Sometimes he accuses me of expecting too much of him, wanting 100% all the time.
This is so not true.
Must admit, I hate studying with him. Believe they should teach all they need in school, and whatever is left of the day should be spent playing.
Especially so at weekends.
Since he is studying 2 languages at the same time, spelling is the most difficult part. Constantly spells the words as if they were english ones. Practice, practice, practice…which always ends in arguments, me shouting, him getting more and more defensive and storming upstairs, escaping to his room, his safe haven.
His Dad just told me that if I were to teach in a school, they would fire me in a heartbeat. Not true. Spent two years teaching some time ago, though I was a PE teacher.
So how should I go about it? Know I should praise him instead of punishing him by taking away his iPad and PS4.
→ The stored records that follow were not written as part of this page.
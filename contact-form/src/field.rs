//! Field declarations and runtime field state.
//!
//! A [`FormSpec`] is the markup contract: which controls exist, which are
//! required and what kind of value each one holds. It is read, never mutated.
//! [`FieldState`] pairs one declared field with its current value and the last
//! verdict computed for it.

use std::borrow::Borrow;
use std::fmt;

use serde::{Deserialize, Serialize};

use crate::validation::Verdict;

/// Identifier of a form control, as it appears in the page markup.
#[derive(Debug, Clone, PartialEq, Eq, PartialOrd, Ord, Hash, Serialize, Deserialize)]
#[serde(transparent)]
pub struct FieldId(String);

impl FieldId {
    pub fn new(id: impl Into<String>) -> Self {
        Self(id.into())
    }

    pub fn as_str(&self) -> &str {
        &self.0
    }
}

impl fmt::Display for FieldId {
    fn fmt(&self, f: &mut fmt::Formatter<'_>) -> fmt::Result {
        f.write_str(&self.0)
    }
}

impl From<&str> for FieldId {
    fn from(id: &str) -> Self {
        Self(id.to_string())
    }
}

impl From<String> for FieldId {
    fn from(id: String) -> Self {
        Self(id)
    }
}

impl Borrow<str> for FieldId {
    fn borrow(&self) -> &str {
        &self.0
    }
}

/// The kind discriminator carried by a control.
#[derive(Debug, Clone, Copy, Default, PartialEq, Eq, Serialize, Deserialize)]
#[serde(rename_all = "lowercase")]
pub enum FieldKind {
    #[default]
    Text,
    Email,
    Checkbox,
}

/// Validation contract for one form field.
#[derive(Debug, Clone, PartialEq, Eq, Serialize, Deserialize)]
pub struct FieldSpec {
    pub id: FieldId,
    #[serde(default)]
    pub required: bool,
    #[serde(default)]
    pub kind: FieldKind,
}

impl FieldSpec {
    /// An optional text field.
    pub fn text(id: impl Into<FieldId>) -> Self {
        Self {
            id: id.into(),
            required: false,
            kind: FieldKind::Text,
        }
    }

    /// An optional email field.
    pub fn email(id: impl Into<FieldId>) -> Self {
        Self {
            id: id.into(),
            required: false,
            kind: FieldKind::Email,
        }
    }

    /// An optional checkbox.
    pub fn checkbox(id: impl Into<FieldId>) -> Self {
        Self {
            id: id.into(),
            required: false,
            kind: FieldKind::Checkbox,
        }
    }

    /// Mark this field as required.
    pub fn required(mut self) -> Self {
        self.required = true;
        self
    }

    /// The value a freshly loaded (or reset) control holds.
    pub fn empty_value(&self) -> FieldValue {
        match self.kind {
            FieldKind::Checkbox => FieldValue::Checked(false),
            FieldKind::Text | FieldKind::Email => FieldValue::Text(String::new()),
        }
    }
}

/// The raw value of a control.
#[derive(Debug, Clone, PartialEq, Eq, Serialize, Deserialize)]
#[serde(untagged)]
pub enum FieldValue {
    Text(String),
    Checked(bool),
}

impl FieldValue {
    /// True when the value counts as "nothing entered": whitespace-only text or
    /// an unticked box.
    pub fn is_blank(&self) -> bool {
        match self {
            Self::Text(text) => text.trim().is_empty(),
            Self::Checked(checked) => !checked,
        }
    }

    /// The text content, if this is a text value.
    pub fn as_text(&self) -> Option<&str> {
        match self {
            Self::Text(text) => Some(text),
            Self::Checked(_) => None,
        }
    }
}

impl Default for FieldValue {
    fn default() -> Self {
        Self::Text(String::new())
    }
}

impl fmt::Display for FieldValue {
    fn fmt(&self, f: &mut fmt::Formatter<'_>) -> fmt::Result {
        match self {
            Self::Text(text) => f.write_str(text),
            Self::Checked(checked) => write!(f, "{checked}"),
        }
    }
}

impl From<&str> for FieldValue {
    fn from(text: &str) -> Self {
        Self::Text(text.to_string())
    }
}

impl From<String> for FieldValue {
    fn from(text: String) -> Self {
        Self::Text(text)
    }
}

impl From<bool> for FieldValue {
    fn from(checked: bool) -> Self {
        Self::Checked(checked)
    }
}

/// Runtime state of one field.
#[derive(Debug, Clone)]
pub struct FieldState {
    spec: FieldSpec,
    value: FieldValue,
    verdict: Option<Verdict>,
}

impl FieldState {
    pub fn new(spec: FieldSpec) -> Self {
        let value = spec.empty_value();
        Self {
            spec,
            value,
            verdict: None,
        }
    }

    pub fn spec(&self) -> &FieldSpec {
        &self.spec
    }

    pub fn id(&self) -> &FieldId {
        &self.spec.id
    }

    pub fn value(&self) -> &FieldValue {
        &self.value
    }

    pub fn set_value(&mut self, value: FieldValue) {
        self.value = value;
    }

    /// The last verdict computed for this field, if it has been validated.
    pub fn verdict(&self) -> Option<&Verdict> {
        self.verdict.as_ref()
    }

    pub(crate) fn set_verdict(&mut self, verdict: Verdict) {
        self.verdict = Some(verdict);
    }

    /// Whether the field currently shows an error.
    pub fn is_marked_invalid(&self) -> bool {
        self.verdict.as_ref().is_some_and(|v| !v.is_valid())
    }

    /// Restore the value a freshly loaded control holds and forget the verdict.
    pub fn reset(&mut self) {
        self.value = self.spec.empty_value();
        self.verdict = None;
    }
}

/// Everything the page markup declares about one form.
#[derive(Debug, Clone, PartialEq, Eq, Serialize, Deserialize)]
pub struct FormSpec {
    pub id: String,
    pub fields: Vec<FieldSpec>,
    /// Identifier of the consent control.
    #[serde(default = "default_consent_id")]
    pub consent: FieldId,
}

fn default_consent_id() -> FieldId {
    FieldId::from("consent")
}

impl FormSpec {
    pub fn new(id: impl Into<String>) -> Self {
        Self {
            id: id.into(),
            fields: Vec::new(),
            consent: default_consent_id(),
        }
    }

    /// Add a field declaration.
    pub fn field(mut self, field: FieldSpec) -> Self {
        self.fields.push(field);
        self
    }

    /// Set the identifier of the consent control.
    pub fn consent(mut self, id: impl Into<FieldId>) -> Self {
        self.consent = id.into();
        self
    }

    /// The stock contact form.
    pub fn contact() -> Self {
        Self::new("contactForm")
            .field(FieldSpec::text("name").required())
            .field(FieldSpec::email("email").required())
            .field(FieldSpec::text("phone"))
            .field(FieldSpec::text("message").required())
    }
}
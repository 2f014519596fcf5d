use crate::error::ValidationFailure;
use crate::field::FieldId;

/// Outcome of validating one field.
#[derive(Debug, Clone, Default, PartialEq, Eq)]
pub enum Verdict {
    #[default]
    Valid,
    Invalid {
        failure: ValidationFailure,
        /// Localized text shown in the field's inline error slot.
        message: String,
    },
}

impl Verdict {
    pub fn invalid(failure: ValidationFailure, message: impl Into<String>) -> Self {
        Self::Invalid {
            failure,
            message: message.into(),
        }
    }

    pub fn is_valid(&self) -> bool {
        matches!(self, Self::Valid)
    }

    /// The failure kind, if invalid.
    pub fn failure(&self) -> Option<ValidationFailure> {
        match self {
            Self::Valid => None,
            Self::Invalid { failure, .. } => Some(*failure),
        }
    }

    /// The inline message; empty when valid.
    pub fn message(&self) -> &str {
        match self {
            Self::Valid => "",
            Self::Invalid { message, .. } => message,
        }
    }
}

/// Information about a single failing control.
#[derive(Debug, Clone, PartialEq, Eq)]
pub struct FieldError {
    pub field: FieldId,
    pub failure: ValidationFailure,
    pub message: String,
}

/// Result of a full validation pass over a form.
#[derive(Debug, Clone, Default, PartialEq, Eq)]
pub enum ValidationResult {
    /// All controls passed.
    #[default]
    Valid,
    /// One or more controls failed, in declaration order.
    Invalid(Vec<FieldError>),
}

impl ValidationResult {
    pub(crate) fn from_errors(errors: Vec<FieldError>) -> Self {
        if errors.is_empty() {
            Self::Valid
        } else {
            Self::Invalid(errors)
        }
    }

    pub fn is_valid(&self) -> bool {
        matches!(self, Self::Valid)
    }

    pub fn is_invalid(&self) -> bool {
        !self.is_valid()
    }

    pub fn errors(&self) -> &[FieldError] {
        match self {
            Self::Valid => &[],
            Self::Invalid(errors) => errors,
        }
    }

    pub fn first_error(&self) -> Option<&FieldError> {
        self.errors().first()
    }
}
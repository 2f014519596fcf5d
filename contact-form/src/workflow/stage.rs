use std::fmt;

use crate::record::SubmissionRecord;

/// Where the submission process stands.
///
/// `Validating` and `Success` are passed through inside a single call to
/// [`Workflow::handle`](super::Workflow::handle); between events the stage is
/// always `Idle`, `AwaitingConfirmation` or `Submitting`.
#[derive(Debug, Clone, Default, PartialEq, Eq)]
pub enum Stage {
    #[default]
    Idle,
    Validating,
    /// Every check passed; the record is waiting for the user to confirm.
    AwaitingConfirmation(SubmissionRecord),
    /// The record has been handed to the backend.
    Submitting(SubmissionRecord),
    Success,
}

impl Stage {
    pub fn name(&self) -> &'static str {
        match self {
            Self::Idle => "idle",
            Self::Validating => "validating",
            Self::AwaitingConfirmation(_) => "awaiting-confirmation",
            Self::Submitting(_) => "submitting",
            Self::Success => "success",
        }
    }

    /// The record held by this stage, if any.
    pub fn record(&self) -> Option<&SubmissionRecord> {
        match self {
            Self::AwaitingConfirmation(record) | Self::Submitting(record) => Some(record),
            _ => None,
        }
    }
}

impl fmt::Display for Stage {
    fn fmt(&self, f: &mut fmt::Formatter<'_>) -> fmt::Result {
        f.write_str(self.name())
    }
}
Yes, Santa did bring him finally the so awaited PS4. I am not sure we did the right thing. He starts the day with it….dreams of ending the day with it.
My son doesn’t laugh. He plays. My son doesn’t eat. He plays.. And I fight. Hard to do it, when you don’t have someone to back you up. When his Dad thinks that all is well, and we should just let him play as long as he wants, after all it is his holiday.
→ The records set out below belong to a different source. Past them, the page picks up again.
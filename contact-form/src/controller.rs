//! Drives a [`Workflow`] against a view and a backend.
//!
//! The controller is the only place where effects leave the pure state
//! machine: presentation effects go to the view, `Dispatch` starts the one
//! submission a form may have in flight. Completion comes back as an
//! [`Event::Settled`] tagged with the record id; the controller is the only
//! source of those events and refuses them from callers.
//!
//! # Example
//!
//! ```no_run
//! use contact_form::prelude::*;
//!
//! # async fn run() {
//! let config = FormConfig::default();
//! let backend = SimulatedBackend::new(config.submission_delay);
//! let mut form = Controller::new(FormSpec::contact(), config, PageView::default(), backend);
//!
//! form.input("name", "Aki Tanaka");
//! form.input("email", "aki@example.com");
//! form.input("message", "Hello");
//! form.set_consent(true);
//! form.submit();
//! form.confirm();
//! form.settle().await;
//! # }
//! ```

use std::sync::Arc;
use std::time::Duration;

use log::{debug, warn};
use tokio::sync::mpsc;
use tokio::task::{JoinError, JoinHandle};
use uuid::Uuid;

use crate::backend::SubmissionBackend;
use crate::config::FormConfig;
use crate::error::SubmissionError;
use crate::field::{FieldId, FieldValue, FormSpec};
use crate::record::{Receipt, SubmissionRecord};
use crate::view::FormView;
use crate::workflow::{Effect, Event, SubmitControl, Workflow};

type Outcome = Result<Receipt, SubmissionError>;

/// One form instance: workflow, view, backend and the pending submission.
///
/// Must be used from within a tokio runtime, since confirming a submission
/// spawns the backend call.
pub struct Controller<V: FormView> {
    workflow: Workflow,
    view: V,
    backend: Arc<dyn SubmissionBackend>,
    timeout: Duration,
    pending: Option<Pending>,
}

/// The spawned backend call for one dispatched record.
struct Pending {
    submission: Uuid,
    handle: JoinHandle<Outcome>,
}

impl<V: FormView> Controller<V> {
    /// Mount a form. The view's submit control is set to its resting state.
    pub fn new(
        spec: FormSpec,
        config: FormConfig,
        mut view: V,
        backend: impl SubmissionBackend + 'static,
    ) -> Self {
        view.set_submit_control(&SubmitControl::resting(&config.messages));
        Self {
            workflow: Workflow::new(spec, config.messages),
            view,
            backend: Arc::new(backend),
            timeout: config.submission_timeout,
            pending: None,
        }
    }

    pub fn workflow(&self) -> &Workflow {
        &self.workflow
    }

    pub fn view(&self) -> &V {
        &self.view
    }

    pub fn view_mut(&mut self) -> &mut V {
        &mut self.view
    }

    /// Whether a submission is in flight.
    pub fn is_submitting(&self) -> bool {
        self.pending.is_some()
    }

    /// Feed one event through the workflow and apply its effects.
    ///
    /// Completions are produced by the controller itself, so an
    /// [`Event::Settled`] passed in here is dropped.
    pub fn handle(&mut self, event: Event) {
        if let Event::Settled { submission, .. } = &event {
            warn!(
                "{}: refusing completion for {} from outside the controller",
                self.workflow.form_id(),
                submission
            );
            return;
        }
        self.process(event);
    }

    fn process(&mut self, event: Event) {
        for effect in self.workflow.handle(event) {
            match effect {
                Effect::Dispatch(record) => self.dispatch(record),
                other => self.view.apply(&other),
            }
        }
    }

    pub fn input(&mut self, field: impl Into<FieldId>, value: impl Into<FieldValue>) {
        self.handle(Event::input(field, value));
    }

    pub fn blur(&mut self, field: impl Into<FieldId>) {
        self.handle(Event::blur(field));
    }

    pub fn set_consent(&mut self, checked: bool) {
        self.handle(Event::Consent(checked));
    }

    pub fn submit(&mut self) {
        self.handle(Event::Submit);
    }

    pub fn confirm(&mut self) {
        self.handle(Event::Confirm);
    }

    pub fn cancel(&mut self) {
        self.handle(Event::Cancel);
    }

    /// Wait for the in-flight submission, if any, and apply its completion.
    pub async fn settle(&mut self) -> Option<Outcome> {
        let Pending { submission, handle } = self.pending.take()?;
        let outcome = flatten(handle.await);
        self.process(Event::settled(submission, outcome.clone()));
        Some(outcome)
    }

    /// Process events from `events` until the sender side closes.
    ///
    /// Completion of an in-flight submission is interleaved with user events.
    /// Once the channel closes, any pending submission is settled before the
    /// controller is handed back.
    pub async fn run(mut self, mut events: mpsc::UnboundedReceiver<Event>) -> Self {
        loop {
            let next = match self.pending.as_mut() {
                Some(pending) => {
                    let submission = pending.submission;
                    tokio::select! {
                        joined = &mut pending.handle => Next::Settled(submission, flatten(joined)),
                        event = events.recv() => Next::Event(event),
                    }
                }
                None => Next::Event(events.recv().await),
            };

            match next {
                Next::Event(Some(event)) => self.handle(event),
                Next::Event(None) => break,
                Next::Settled(submission, outcome) => {
                    self.pending = None;
                    self.process(Event::settled(submission, outcome));
                }
            }
        }

        debug!("{}: event channel closed", self.workflow.form_id());
        self.settle().await;
        self
    }

    fn dispatch(&mut self, record: SubmissionRecord) {
        // The workflow only dispatches from AWAITING_CONFIRMATION, so a
        // leftover task belongs to a record it no longer tracks.
        if let Some(stale) = self.pending.take() {
            warn!(
                "{}: abandoning stale submission {} for {}",
                self.workflow.form_id(),
                stale.submission,
                record.id
            );
            stale.handle.abort();
        }

        let submission = record.id;
        let backend = Arc::clone(&self.backend);
        let limit = self.timeout;
        let handle = tokio::spawn(async move {
            match tokio::time::timeout(limit, backend.submit(&record)).await {
                Ok(outcome) => outcome,
                Err(_) => Err(SubmissionError::TimedOut(limit)),
            }
        });
        self.pending = Some(Pending { submission, handle });
    }
}

impl<V: FormView> Drop for Controller<V> {
    fn drop(&mut self) {
        if let Some(pending) = self.pending.take() {
            pending.handle.abort();
        }
    }
}

enum Next {
    Event(Option<Event>),
    Settled(Uuid, Outcome),
}

fn flatten(joined: Result<Outcome, JoinError>) -> Outcome {
    joined.unwrap_or_else(|e| Err(SubmissionError::Transport(e.to_string())))
}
If he doesn’t play, he watches TV, or plays on his iPad, or his Dad’s phone.
Why can’t they play together? Why can’t they talk, have serious and not so serious father and son talks?
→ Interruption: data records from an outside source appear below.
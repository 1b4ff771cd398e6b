// 性别编码
// 开发心理：比游戏本体多两个值——Wildcard表示"还没被任何配种槽位约束"，
// OppositeWildcard表示"游戏给什么都行，但消费它的那一步需要相反的那个"

use serde::{Deserialize, Serialize};

#[derive(
    Debug, Clone, Copy, PartialEq, Eq, Hash, PartialOrd, Ord, Serialize, Deserialize,
)]
pub enum Gender {
    Male,
    Female,
    Wildcard,
    OppositeWildcard,
}

impl Gender {
    // 两个引用能否占据同一次配种的两个亲本槽位
    // 对称；Wildcard和任何值兼容（包括自己）；相同的具体性别永不兼容；
    // 两个OppositeWildcard互相没有锚点，也不兼容
    pub fn compatible_with(&self, other: &Gender) -> bool {
        match (self, other) {
            (Gender::Wildcard, _) | (_, Gender::Wildcard) => true,
            (Gender::Male, Gender::Female) | (Gender::Female, Gender::Male) => true,
            (Gender::Male, Gender::Male) | (Gender::Female, Gender::Female) => false,
            (Gender::OppositeWildcard, Gender::OppositeWildcard) => false,
            (Gender::OppositeWildcard, _) | (_, Gender::OppositeWildcard) => true,
        }
    }

    pub fn opposite(&self) -> Gender {
        match self {
            Gender::Male => Gender::Female,
            Gender::Female => Gender::Male,
            Gender::Wildcard => Gender::OppositeWildcard,
            Gender::OppositeWildcard => Gender::Wildcard,
        }
    }

    pub fn is_specific(&self) -> bool {
        matches!(self, Gender::Male | Gender::Female)
    }

    pub fn symbol(&self) -> &'static str {
        match self {
            Gender::Male => "♂",
            Gender::Female => "♀",
            Gender::Wildcard => "*",
            Gender::OppositeWildcard => "!*",
        }
    }
}

impl std::fmt::Display for Gender {
    fn fmt(&self, f: &mut std::fmt::Formatter<'_>) -> std::fmt::Result {
        write!(f, "{}", self.symbol())
    }
}

#[cfg(test)]
mod tests {
    use super::*;

    const ALL: [Gender; 4] = [
        Gender::Male,
        Gender::Female,
        Gender::Wildcard,
        Gender::OppositeWildcard,
    ];

    #[test]
    fn test_compatibility_symmetric() {
        for a in ALL {
            for b in ALL {
                assert_eq!(a.compatible_with(&b), b.compatible_with(&a));
            }
        }
    }

    #[test]
    fn test_wildcard_compatible_with_everything() {
        for g in ALL {
            assert!(Gender::Wildcard.compatible_with(&g));
        }
    }

    #[test]
    fn test_equal_specific_never_compatible() {
        assert!(!Gender::Male.compatible_with(&Gender::Male));
        assert!(!Gender::Female.compatible_with(&Gender::Female));
        assert!(Gender::Male.compatible_with(&Gender::Female));
    }

    #[test]
    fn test_opposite_wildcard_needs_anchor() {
        assert!(!Gender::OppositeWildcard.compatible_with(&Gender::OppositeWildcard));
        assert!(Gender::OppositeWildcard.compatible_with(&Gender::Male));
        assert!(Gender::OppositeWildcard.compatible_with(&Gender::Female));
    }

    #[test]
    fn test_opposite_involution() {
        for g in ALL {
            assert_eq!(g.opposite().opposite(), g);
        }
    }
}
Why is it ok that his Dad just sits next to him? And I don’t just want to blame him. Most of the men are like this.
Ok, they work really hard and by the time they get home all they want to do is eat and kick back and relax. The last thing on their list is to discipline their offspring.
For those fathers who see their kids only on vacations it is even more difficult. Hard to bond, find the common language with them if you don’t take them to school, if you are not there when they are hurt, or lost a soccer game. You are not the one who gives them the hated medicine when they got fever, you don’t know anything about the arguments he had with his best friend, who is by the way is not his best friend anymore. Or at least not till tomorrow.
I understand them. And I feel sorry for them. I wish I could tell them , make them realise how much stuff they are missing out on. How great it is to be a parent. How proud you feel when you sit at your child’s piano concert, how amazing it is when you snuggle under a blanket and watch movies with him while eating popcorn and listening to his chatter about Minecraft.
Or when you are driving to school and singing the Big Time Rush theme song with him.
The best thing that ever happened to me is him. With all the arguments, tears included.
He is 142 cm, wears size 37 shoes. Got gorgeous brown hair and amazing green eyes . Extremely bright, especially at Math. He loves to write, writes his own comic books . Not so good at spelling and can get impatient. Very affectionate , loving child.
He loves his Dad. His rock. Wish his Dad would realise that!